Roughly 400 Stony Brook University students will participate in a nationwide, federally-funded clinical trial studying the infection and transmission rate of COVID-19 among college-aged students vaccinated with the Moderna vaccine, officials announced Tuesday.
The Prevent COVID U study, conducted by the Seattle-based COVID-19 Prevention Network will enroll more than 12,000 students ages 18 to 26 years at 22 colleges across the U.S. that perform routine testing for the virus among their student population.
“The new trial will tell us whether a person can become infected after they’ve been vaccinated and if the vaccine will stop the virus from spreading person-to-person,” said Dr. Larry Corey, principal investigator of the Network’s operations program, and one of the study leaders.
“The answers to these questions have implications for public health and will allow us to make more science-based decisions about mask use and social distancing post-vaccination — especially when new variants are emerging,” Corey said.
Half of the study participants will be randomly selected to receive the vaccine immediately upon enrollment, while the other half will get the vaccine four months later. Throughout the study period, participants will complete a daily questionnaire, swab their nose daily for infection and provide periodic blood samples.
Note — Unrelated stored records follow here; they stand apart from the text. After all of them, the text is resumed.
/*!
Static per-format offset tables.

A wrong byte offset here produces a plausible looking but entirely fictitious
diagnosis, so offsets are defined exactly once as static data and never
derived at runtime. Adding a format variant means adding a table, never
touching extraction logic. The tests cross-check every kernel offset against
the [`crate::native::kernel64::CoreDumpHeader64`] layout.
*/

use crate::format::DumpFormat;

/// Width of a fixed-offset field.
#[derive(Copy, Clone, Debug, Eq, PartialEq)]
pub enum FieldWidth {
    U32,
    U64,
}

impl FieldWidth {
    pub fn len(self) -> usize {
        match self {
            FieldWidth::U32 => 4,
            FieldWidth::U64 => 8,
        }
    }
}

/// Location of a single field: byte offset and declared width.
/// All dump fields are little-endian.
#[derive(Copy, Clone, Debug, Eq, PartialEq)]
pub struct FieldSpec {
    pub offset: usize,
    pub width: FieldWidth,
}

const fn u32_at(offset: usize) -> Option<FieldSpec> {
    Some(FieldSpec {
        offset,
        width: FieldWidth::U32,
    })
}

const fn u64_at(offset: usize) -> Option<FieldSpec> {
    Some(FieldSpec {
        offset,
        width: FieldWidth::U64,
    })
}

/// Fixed field locations for one dump format.
///
/// `None` means the format does not expose the field at a fixed offset; the
/// extractor omits it rather than guessing.
#[derive(Clone, Debug)]
pub struct OffsetTable {
    pub bug_check_code: Option<FieldSpec>,
    pub bug_check_parameters: [Option<FieldSpec>; 4],
    pub machine_image_type: Option<FieldSpec>,
    pub number_processors: Option<FieldSpec>,
    pub major_version: Option<FieldSpec>,
    pub minor_version: Option<FieldSpec>,
}

/// Offsets of the "PAGEDU64" header, shared by kernel and complete dumps.
pub const KERNEL64: OffsetTable = OffsetTable {
    bug_check_code: u32_at(0x38),
    // Parameters are 64-bit. Reading them as 32-bit truncates addresses and
    // corrupts their meaning, so the declared width is authoritative.
    bug_check_parameters: [u64_at(0x40), u64_at(0x48), u64_at(0x50), u64_at(0x58)],
    machine_image_type: u32_at(0x30),
    number_processors: u32_at(0x34),
    major_version: u32_at(0x08),
    minor_version: u32_at(0x0c),
};

/// "MDMP" user dumps keep their diagnostics behind a stream directory, not at
/// fixed offsets. No field is exposed statically.
pub const MINIDUMP: OffsetTable = OffsetTable {
    bug_check_code: None,
    bug_check_parameters: [None, None, None, None],
    machine_image_type: None,
    number_processors: None,
    major_version: None,
    minor_version: None,
};

impl OffsetTable {
    /// Resolves the static table for a format, `None` for `Unknown`.
    pub fn for_format(format: DumpFormat) -> Option<&'static OffsetTable> {
        match format {
            DumpFormat::KernelPagedu64 | DumpFormat::KernelFull => Some(&KERNEL64),
            DumpFormat::MinidumpMdmp => Some(&MINIDUMP),
            DumpFormat::Unknown => None,
        }
    }
}

#[cfg(test)]
mod tests {
    use super::*;
    use crate::native::CoreDumpHeader64;

    fn offset_of<T>(header: &CoreDumpHeader64, field: &T) -> usize {
        field as *const _ as usize - header as *const _ as usize
    }

    #[test]
    fn test_kernel64_offsets_match_header_layout() {
        let header: CoreDumpHeader64 = unsafe { std::mem::zeroed() };

        assert_eq!(
            KERNEL64.bug_check_code.unwrap().offset,
            offset_of(&header, &header.bug_check_code)
        );
        assert_eq!(
            KERNEL64.bug_check_parameters[0].unwrap().offset,
            offset_of(&header, &header.bug_check_parameter1)
        );
        assert_eq!(
            KERNEL64.bug_check_parameters[1].unwrap().offset,
            offset_of(&header, &header.bug_check_parameter2)
        );
        assert_eq!(
            KERNEL64.bug_check_parameters[2].unwrap().offset,
            offset_of(&header, &header.bug_check_parameter3)
        );
        assert_eq!(
            KERNEL64.bug_check_parameters[3].unwrap().offset,
            offset_of(&header, &header.bug_check_parameter4)
        );
        assert_eq!(
            KERNEL64.machine_image_type.unwrap().offset,
            offset_of(&header, &header.machine_image_type)
        );
        assert_eq!(
            KERNEL64.number_processors.unwrap().offset,
            offset_of(&header, &header.number_processors)
        );
        assert_eq!(
            KERNEL64.major_version.unwrap().offset,
            offset_of(&header, &header.major_version)
        );
        assert_eq!(
            KERNEL64.minor_version.unwrap().offset,
            offset_of(&header, &header.minor_version)
        );
    }

    #[test]
    fn test_kernel64_parameter_widths_are_64bit() {
        for param in KERNEL64.bug_check_parameters.iter() {
            assert_eq!(param.unwrap().width, FieldWidth::U64);
        }
    }

    #[test]
    fn test_resolver() {
        assert!(OffsetTable::for_format(DumpFormat::KernelPagedu64).is_some());
        assert!(OffsetTable::for_format(DumpFormat::KernelFull).is_some());
        assert!(OffsetTable::for_format(DumpFormat::MinidumpMdmp).is_some());
        assert!(OffsetTable::for_format(DumpFormat::Unknown).is_none());
    }
}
The first-of-its kind study, which is funded by the National Institute of Allergy and Infectious Diseases, is designed to determine, in a real-world setting, if the two-dose Moderna vaccine can prevent COVID-19 infection — including asymptomatic infection — and reduce transmission from vaccinated persons to their close contacts.
“By performing nose swabs daily for many weeks, we will be able to identify when people get infected, how high the viral titer is in their nose and for how long they are able to pass virus once infected,” said Sharon Nachman, a Stony Brook professor of pediatrics and principal investigator for the university’s arm of the trial.
Prevent COVID U opened initial study sites March 25. Stony Brook students will be selected in the coming weeks.
In addition, about 25,500 individuals identified by participants as “close contacts” will also take part in the trial to test the vaccine’s effectiveness, answering weekly questionnaires, providing blood samples and taking daily swabs of their nose.
A high number of COVID-19 cases have been reported on college campuses.
A nationwide survey found that nearly 400,000 infections were counted at 1,800-plus universities after reopening in the fall of 2020. And from June to August of 2020, young people ages 20-29 accounted for more than 20% of all confirmed cases, data shows.
Kathryn Stephenson, one of the study chairs and an assistant professor of medicine at Harvard Medical School, said college campuses are a “perfect population” to determine if the vaccine is successful in preventing asymptomatic disease.
“That’s what young people generally have most often,” Stephenson said of asymptomatic transmission. “And these students are on university campuses in a situation where we know that transmission occurs.”